The Oregon Court of Appeals ruled Wednesday that Portland police officers were wrong to search the curbside garbage can of a fellow officer for evidence of drug abuse, saying police must first get a search warrant.

The ruling involved both the Portland police case and an unrelated drug investigation of a Columbia County couple.

The U.S. Supreme Court ruled in 1988 that the U.S. Constitution does not require police to get a warrant before searching curbside garbage because people could not reasonably expect no one to go through trash left in a place accessible to anyone.

Portland attorney Stephen Houze, who handled the two Oregon drug cases, said Oregon's constitution provides greater protections of privacy concerning garbage. Houze said Washington and Indiana courts recently came to the same conclusion.

"I think there is an increasing awareness among courts that police rummaging through garbage without a warrant is an outrageous practice," Houze said. "I think the federal standard finally may be in jeopardy."

John Kroger, a professor at Lewis & Clark Law School and former federal prosecutor, disagrees.

"The basic principle that you don't have a right to control what happens over things you throw away is rock solid," Kroger said.

Kevin Neely, spokesman for the Oregon Department of Justice, said the state is looking into whether to appeal the ruling, which upheld lower court rulings dismissing drug charges.

Multnomah County Circuit Judge Jean Kerr Maurer in 2002 dismissed felony drug charges against Portland Officer Gina Hoesly, who was accused of using drugs in after-hours clubs.

"The defendant did not abandon all of her possessory and privacy rights" by placing her covered metal garbage can at the curb, Maurer ruled.

A Columbia County judge the same year threw out a similar "garbage pull" from Thad and Amy Galloway of Clatskanie.

On appeal, the state argued that the defendants had abandoned their garbage when they put it on the curb. As a result, the police did not need a warrant.
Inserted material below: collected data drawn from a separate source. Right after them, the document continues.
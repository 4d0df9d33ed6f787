//! Payload data-source and data-sink interfaces.
//!
//! The engine treats every payload as an opaque byte run; these types are the
//! seams where the caller supplies or consumes those bytes. Both directions
//! come in two shapes: a plain byte stream, or a callback that is handed the
//! engine's tee so it can materialize (or interpret) the payload on demand.
//! Whichever shape is used, the bytes pass through the engine's checksum
//! accumulator.

use std::collections::HashMap;
use std::io::{Cursor, Read, Write};

use uuid::Uuid;

use crate::error::{Error, Result};
use crate::types::SeriesFooter;

/// Caller-supplied producer of payload bytes on the write path.
pub enum PayloadSource<'a> {
    /// A byte stream copied into the stream until EOF.
    Reader(&'a mut dyn Read),
    /// A callback that writes the payload directly into the provided sink.
    Writer(&'a mut dyn WritePayload),
}

/// Callback shape of the write path: materialize the payload into `sink`.
///
/// `sink` is a tee that feeds the checksum accumulator; implementations must
/// write every payload byte through it and return the byte count written.
/// A count that disagrees with what actually passed through the sink is a
/// usage error.
pub trait WritePayload {
    /// Write the series' payload into `sink`.
    ///
    /// # Returns
    ///
    /// The number of payload bytes written.
    fn write_payload(&mut self, sink: &mut dyn Write, footer: &SeriesFooter) -> Result<u64>;
}

impl<F> WritePayload for F
where
    F: FnMut(&mut dyn Write, &SeriesFooter) -> Result<u64>,
{
    fn write_payload(&mut self, sink: &mut dyn Write, footer: &SeriesFooter) -> Result<u64> {
        self(sink, footer)
    }
}

/// Caller-supplied consumer of payload bytes on the read path.
pub enum PayloadSink<'a> {
    /// A byte sink the payload is copied into.
    Writer(&'a mut dyn Write),
    /// A callback that reads the payload from the provided source.
    Reader(&'a mut dyn ReadPayload),
}

/// Callback shape of the read path: consume the payload from `source`.
///
/// `source` is a tee over the on-disk payload that feeds the checksum
/// accumulator and stops at the payload's end. Implementations must consume
/// it fully and return the byte count read.
pub trait ReadPayload {
    /// Read the series' payload from `source`.
    ///
    /// # Returns
    ///
    /// The number of payload bytes read.
    fn read_payload(&mut self, source: &mut dyn Read, footer: &SeriesFooter) -> Result<u64>;
}

impl<F> ReadPayload for F
where
    F: FnMut(&mut dyn Read, &SeriesFooter) -> Result<u64>,
{
    fn read_payload(&mut self, source: &mut dyn Read, footer: &SeriesFooter) -> Result<u64> {
        self(source, footer)
    }
}

/// The updater's payload getter: materializes the payload for any series the
/// updater decides to (re)write.
pub trait SeriesDataSource {
    /// A byte stream yielding the payload described by `footer`.
    fn payload_reader<'a>(&'a mut self, footer: &SeriesFooter) -> Result<Box<dyn Read + 'a>>;
}

/// Map-backed data source keyed by series UUID. Covers the common case where
/// the caller holds re-encodable payloads in memory (and every test fixture).
impl SeriesDataSource for HashMap<Uuid, Vec<u8>> {
    fn payload_reader<'a>(&'a mut self, footer: &SeriesFooter) -> Result<Box<dyn Read + 'a>> {
        let uuid = footer.uuid();
        let payload = self
            .get(&uuid)
            .ok_or_else(|| Error::Usage(format!("no payload available for series {uuid}")))?;
        Ok(Box::new(Cursor::new(payload.clone())))
    }
}

#[cfg(test)]
mod tests {
    use super::*;
    use crate::types::{SeriesFooterV1, SOURCE_SHA1_SIZE};

    fn footer() -> SeriesFooter {
        SeriesFooter::V1(SeriesFooterV1::new(0, 0, 0, "", [0u8; SOURCE_SHA1_SIZE]))
    }

    #[test]
    fn closures_are_write_payload_callbacks() {
        let mut callback = |sink: &mut dyn Write, _footer: &SeriesFooter| -> Result<u64> {
            sink.write_all(b"generated")?;
            Ok(9)
        };

        let mut out = Vec::new();
        let n = callback.write_payload(&mut out, &footer()).unwrap();
        assert_eq!(n, 9);
        assert_eq!(out, b"generated");
    }

    #[test]
    fn closures_are_read_payload_callbacks() {
        let mut collected = Vec::new();
        let mut callback = |source: &mut dyn Read, _footer: &SeriesFooter| -> Result<u64> {
            let n = source.read_to_end(&mut collected)?;
            Ok(n as u64)
        };

        let mut source = Cursor::new(b"payload".to_vec());
        let n = callback.read_payload(&mut source, &footer()).unwrap();
        assert_eq!(n, 7);
        assert_eq!(collected, b"payload");
    }

    #[test]
    fn map_data_source_yields_payload_by_uuid() {
        let footer = footer();
        let mut map: HashMap<Uuid, Vec<u8>> = HashMap::new();
        map.insert(footer.uuid(), b"stored payload".to_vec());

        let mut reader = map.payload_reader(&footer).unwrap();
        let mut out = Vec::new();
        reader.read_to_end(&mut out).unwrap();
        assert_eq!(out, b"stored payload");
    }

    #[test]
    fn map_data_source_rejects_unknown_series() {
        let mut map: HashMap<Uuid, Vec<u8>> = HashMap::new();
        let result = map.payload_reader(&footer());
        assert!(matches!(result, Err(Error::Usage(_))), "unexpected result");
    }
}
The Court of Appeals noted that in each case that the garbage was in a covered can owned by the homeowner and left out on a specific day to be picked up by a garbage collector.

"Garbage cans, like bicycles or cars, are commonly left on or near the street by individuals and, even if those individuals do not take the precaution of securing such items with locks, we would not infer from their unlocked state that the individuals who placed them there intended to abandon them," Judge Rick T. Haselton wrote for a three-judge panel of the court.

"Defendants did not implicitly authorize anyone else to paw through their garbage and view or take items of garbage. Rather, they placed their garbage in cans by the curb with the understanding that the garbage collection company -- and only the garbage collection company -- would remove the bags from the cans and carry the bags away."

Judges Virginia L. Linder and Darleen Ortega also signed the opinion.

Hoesly, 36, is a 12-year veteran of the Police Bureau who was indicted in June 2002 on one count of first-degree possession of a controlled substance and six counts of second-degree possession of a controlled substance.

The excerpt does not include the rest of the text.